--- Provided records ---
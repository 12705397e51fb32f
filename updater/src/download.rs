//! 스트리밍 다운로드 파이프라인
//!
//! 응답 본문을 `<dest>.part`에 청크 단위로 기록하고, 끝나면 `dest`로 rename한다.
//! `.part` 파일이 남아 있고 같은 URL에서 받던 것이면 `Range` 요청으로 이어받는다.
//! 받던 URL은 `<dest>.part.src`에 기록한다.
//! 재시도는 호출자 몫이다.

use crate::error::UpdaterError;
use futures_util::StreamExt;
use reqwest::header::RANGE;
use reqwest::StatusCode;
use std::ffi::OsString;
use std::path::{Path, PathBuf};
use tokio::io::AsyncWriteExt;

/// 진행률 콜백 호출 빈도 제한
///
/// 전체 크기의 1%마다, 그리고 완료 시점에 한 번 보고한다.
/// 전체 크기를 모르면 청크마다 보고한다.
#[derive(Debug, Clone)]
pub struct ProgressTracker {
    total: u64,
    step: u64,
    last_reported: Option<u64>,
}

impl ProgressTracker {
    pub fn new(total: u64) -> Self {
        Self {
            total,
            step: (total / 100).max(1),
            last_reported: None,
        }
    }

    pub fn total(&self) -> u64 {
        self.total
    }

    /// 이번 값을 보고해야 하면 true (내부 상태 갱신)
    pub fn should_report(&mut self, transferred: u64) -> bool {
        let due = match self.last_reported {
            None => true,
            Some(last) if transferred <= last => false,
            Some(_) if self.total == 0 => true,
            Some(_) if transferred >= self.total => true,
            Some(last) => transferred - last >= self.step,
        };
        if due {
            self.last_reported = Some(transferred);
        }
        due
    }

    /// 마지막 값이 아직 보고되지 않았으면 true
    pub fn finish(&mut self, transferred: u64) -> bool {
        if self.last_reported == Some(transferred) {
            return false;
        }
        self.last_reported = Some(transferred);
        true
    }
}

/// `<path>.part`
pub fn partial_path(dest: &Path) -> PathBuf {
    let mut name = OsString::from(dest.as_os_str());
    name.push(".part");
    PathBuf::from(name)
}

/// `<path>.part.src` (이어받을 `.part`의 원본 URL)
pub fn partial_source_path(dest: &Path) -> PathBuf {
    let mut name = OsString::from(dest.as_os_str());
    name.push(".part.src");
    PathBuf::from(name)
}

/// `.part`를 이어받을 수 있으면 그 길이, 아니면 잔여물을 지우고 0
async fn resumable_offset(part: &Path, source: &Path, url: &str, expected_size: Option<u64>) -> u64 {
    let len = match tokio::fs::metadata(part).await {
        Ok(meta) if meta.is_file() => meta.len(),
        _ => 0,
    };
    if len == 0 {
        return 0;
    }

    let same_source = tokio::fs::read_to_string(source)
        .await
        .map_or(false, |recorded| recorded.trim() == url);
    let too_long = expected_size.map_or(false, |size| len >= size);
    if same_source && !too_long {
        return len;
    }

    if !same_source {
        tracing::info!("[Download] Discarding partial file {} from another source", part.display());
    }
    tokio::fs::remove_file(part).await.ok();
    tokio::fs::remove_file(source).await.ok();
    0
}

/// reqwest 클라이언트를 감싼 다운로더
#[derive(Debug, Clone)]
pub struct Downloader {
    http: reqwest::Client,
}

impl Default for Downloader {
    fn default() -> Self {
        Self::new(reqwest::Client::new())
    }
}

impl Downloader {
    pub fn new(http: reqwest::Client) -> Self {
        Self { http }
    }

    /// `url`을 `dest`로 받는다. 반환값은 최종 파일 크기.
    ///
    /// `on_progress(transferred, total)`의 `total`은 `expected_size`가 있으면 그 값,
    /// 없으면 응답의 Content-Length(이어받기 오프셋 포함)이다.
    pub async fn download<F>(
        &self,
        dest: &Path,
        url: &str,
        expected_size: Option<u64>,
        mut on_progress: F,
    ) -> Result<u64, UpdaterError>
    where
        F: FnMut(u64, u64) + Send,
    {
        if let Some(parent) = dest.parent() {
            tokio::fs::create_dir_all(parent)
                .await
                .map_err(|e| UpdaterError::from_io(&e, "create directory", parent))?;
        }

        let part = partial_path(dest);
        let source = partial_source_path(dest);
        let mut offset = resumable_offset(&part, &source, url, expected_size).await;

        let mut request = self.http.get(url);
        if offset > 0 {
            tracing::info!("[Download] Resuming {} from byte {}", url, offset);
            request = request.header(RANGE, format!("bytes={}-", offset));
        }

        let response = request
            .send()
            .await
            .map_err(|e| UpdaterError::from_reqwest(&e, url))?;

        let status = response.status();
        if !status.is_success() {
            let body = response.text().await.unwrap_or_default();
            return Err(UpdaterError::ApiError {
                url: url.to_string(),
                status_code: status.as_u16(),
                message: body,
            });
        }

        let append = offset > 0 && status == StatusCode::PARTIAL_CONTENT;
        if !append {
            offset = 0;
        }

        let total = expected_size
            .or_else(|| response.content_length().map(|len| len + offset))
            .unwrap_or(0);

        let mut file = if append {
            tokio::fs::OpenOptions::new().append(true).open(&part).await
        } else {
            tokio::fs::File::create(&part).await
        }
        .map_err(|e| UpdaterError::from_io(&e, "open", &part))?;
        if !append {
            tokio::fs::write(&source, url)
                .await
                .map_err(|e| UpdaterError::from_io(&e, "write", &source))?;
        }

        let mut tracker = ProgressTracker::new(total);
        let mut transferred = offset;
        if tracker.should_report(transferred) {
            on_progress(transferred, total);
        }

        let mut stream = response.bytes_stream();
        while let Some(chunk) = stream.next().await {
            let chunk = chunk.map_err(|e| UpdaterError::from_reqwest(&e, url))?;
            file.write_all(&chunk)
                .await
                .map_err(|e| UpdaterError::from_io(&e, "write", &part))?;
            transferred += chunk.len() as u64;
            if tracker.should_report(transferred) {
                on_progress(transferred, total);
            }
        }

        file.flush()
            .await
            .map_err(|e| UpdaterError::from_io(&e, "flush", &part))?;
        drop(file);

        if tracker.finish(transferred) {
            on_progress(transferred, total);
        }
        if let Some(expected) = expected_size {
            if expected != transferred {
                tracing::warn!(
                    "[Download] {} size mismatch: expected {} bytes, got {}",
                    url, expected, transferred
                );
            }
        }

        tokio::fs::rename(&part, dest)
            .await
            .map_err(|e| UpdaterError::from_io(&e, "rename", dest))?;
        tokio::fs::remove_file(&source).await.ok();

        tracing::info!("[Download] {} -> {} ({} bytes)", url, dest.display(), transferred);
        Ok(transferred)
    }
}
---
• Task statement
Only an exact transcription of all the entries will do.

• Response below
repository 12705397e51fb32f
filename updater/src/download.rs
//! 스트리밍 다운로드 파이프라인
//!
//! 응답 본문을 `<dest>.part`에 청크 단위로 기록하고, 끝나면 `dest`로 rename한다.
//! `.part` 파일이 남아 있고 같은 URL에서 받던 것이면 `Range` 요청으로 이어받는다.
//! 받던 URL은 `<dest>.part.src`에 기록한다.
//! 재시도는 호출자 몫이다.

use crate::error::UpdaterError;
use futures_util::StreamExt;
use reqwest::header::RANGE;
use reqwest::StatusCode;
use std::ffi::OsString;
use std::path::{Path, PathBuf};
use tokio::io::AsyncWriteExt;

/// 진행률 콜백 호출 빈도 제한
///
/// 전체 크기의 1%마다, 그리고 완료 시점에 한 번 보고한다.
/// 전체 크기를 모르면 청크마다 보고한다.
#[derive(Debug, Clone)]
pub struct ProgressTracker {
    total: u64,
    step: u64,
    last_reported: Option<u64>,
}

impl ProgressTracker {
    pub fn new(total: u64) -> Self {
        Self {
            total,
            step: (total / 100).max(1),
            last_reported: None,
        }
    }

    pub fn total(&self) -> u64 {
        self.total
    }

    /// 이번 값을 보고해야 하면 true (내부 상태 갱신)
    pub fn should_report(&mut self, transferred: u64) -> bool {
        let due = match self.last_reported {
            None => true,
            Some(last) if transferred <= last => false,
            Some(_) if self.total == 0 => true,
            Some(_) if transferred >= self.total => true,
            Some(last) => transferred - last >= self.step,
        };
        if due {
            self.last_reported = Some(transferred);
        }
        due
    }

    /// 마지막 값이 아직 보고되지 않았으면 true
    pub fn finish(&mut self, transferred: u64) -> bool {
        if self.last_reported == Some(transferred) {
            return false;
        }
        self.last_reported = Some(transferred);
        true
    }
}

/// `<path>.part`
pub fn partial_path(dest: &Path) -> PathBuf {
    let mut name = OsString::from(dest.as_os_str());
    name.push(".part");
    PathBuf::from(name)
}

/// `<path>.part.src` (이어받을 `.part`의 원본 URL)
pub fn partial_source_path(dest: &Path) -> PathBuf {
    let mut name = OsString::from(dest.as_os_str());
    name.push(".part.src");
    PathBuf::from(name)
}

/// `.part`를 이어받을 수 있으면 그 길이, 아니면 잔여물을 지우고 0
async fn resumable_offset(part: &Path, source: &Path, url: &str, expected_size: Option<u64>) -> u64 {
    let len = match tokio::fs::metadata(part).await {
        Ok(meta) if meta.is_file() => meta.len(),
        _ => 0,
    };
    if len == 0 {
        return 0;
    }

    let same_source = tokio::fs::read_to_string(source)
        .await
        .map_or(false, |recorded| recorded.trim() == url);
    let too_long = expected_size.map_or(false, |size| len >= size);
    if same_source && !too_long {
        return len;
    }

    if !same_source {
        tracing::info!("[Download] Discarding partial file {} from another source", part.display());
    }
    tokio::fs::remove_file(part).await.ok();
    tokio::fs::remove_file(source).await.ok();
    0
}

/// reqwest 클라이언트를 감싼 다운로더
#[derive(Debug, Clone)]
pub struct Downloader {
    http: reqwest::Client,
}

impl Default for Downloader {
    fn default() -> Self {
        Self::new(reqwest::Client::new())
    }
}

impl Downloader {
    pub fn new(http: reqwest::Client) -> Self {
        Self { http }
    }

    /// `url`을 `dest`로 받는다. 반환값은 최종 파일 크기.
    ///
    /// `on_progress(transferred, total)`의 `total`은 `expected_size`가 있으면 그 값,
    /// 없으면 응답의 Content-Length(이어받기 오프셋 포함)이다.
    pub async fn download<F>(
        &self,
        dest: &Path,
        url: &str,
        expected_size: Option<u64>,
        mut on_progress: F,
    ) -> Result<u64, UpdaterError>
    where
        F: FnMut(u64, u64) + Send,
    {
        if let Some(parent) = dest.parent() {
            tokio::fs::create_dir_all(parent)
                .await
                .map_err(|e| UpdaterError::from_io(&e, "create directory", parent))?;
        }

        let part = partial_path(dest);
        let source = partial_source_path(dest);
        let mut offset = resumable_offset(&part, &source, url, expected_size).await;

        let mut request = self.http.get(url);
        if offset > 0 {
            tracing::info!("[Download] Resuming {} from byte {}", url, offset);
            request = request.header(RANGE, format!("bytes={}-", offset));
        }

        let response = request
            .send()
            .await
            .map_err(|e| UpdaterError::from_reqwest(&e, url))?;

        let status = response.status();
        if !status.is_success() {
            let body = response.text().await.unwrap_or_default();
            return Err(UpdaterError::ApiError {
                url: url.to_string(),
                status_code: status.as_u16(),
                message: body,
            });
        }

        let append = offset > 0 && status == StatusCode::PARTIAL_CONTENT;
        if !append {
            offset = 0;
        }

        let total = expected_size
            .or_else(|| response.content_length().map(|len| len + offset))
            .unwrap_or(0);

        let mut file = if append {
            tokio::fs::OpenOptions::new().append(true).open(&part).await
        } else {
            tokio::fs::File::create(&part).await
        }
        .map_err(|e| UpdaterError::from_io(&e, "open", &part))?;
        if !append {
            tokio::fs::write(&source, url)
                .await
                .map_err(|e| UpdaterError::from_io(&e, "write", &source))?;
        }

        let mut tracker = ProgressTracker::new(total);
        let mut transferred = offset;
        if tracker.should_report(transferred) {
            on_progress(transferred, total);
        }

        let mut stream = response.bytes_stream();
        while let Some(chunk) = stream.next().await {
            let chunk = chunk.map_err(|e| UpdaterError::from_reqwest(&e, url))?;
            file.write_all(&chunk)
                .await
                .map_err(|e| UpdaterError::from_io(&e, "write", &part))?;
            transferred += chunk.len() as u64;
            if tracker.should_report(transferred) {
                on_progress(transferred, total);
            }
        }

        file.flush()
            .await
            .map_err(|e| UpdaterError::from_io(&e, "flush", &part))?;
        drop(file);

        if tracker.finish(transferred) {
            on_progress(transferred, total);
        }
        if let Some(expected) = expected_size {
            if expected != transferred {
                tracing::warn!(
                    "[Download] {} size mismatch: expected {} bytes, got {}",
                    url, expected, transferred
                );
            }
        }

        tokio::fs::rename(&part, dest)
            .await
            .map_err(|e| UpdaterError::from_io(&e, "rename", dest))?;
        tokio::fs::remove_file(&source).await.ok();

        tracing::info!("[Download] {} -> {} ({} bytes)", url, dest.display(), transferred);
        Ok(transferred)
    }
}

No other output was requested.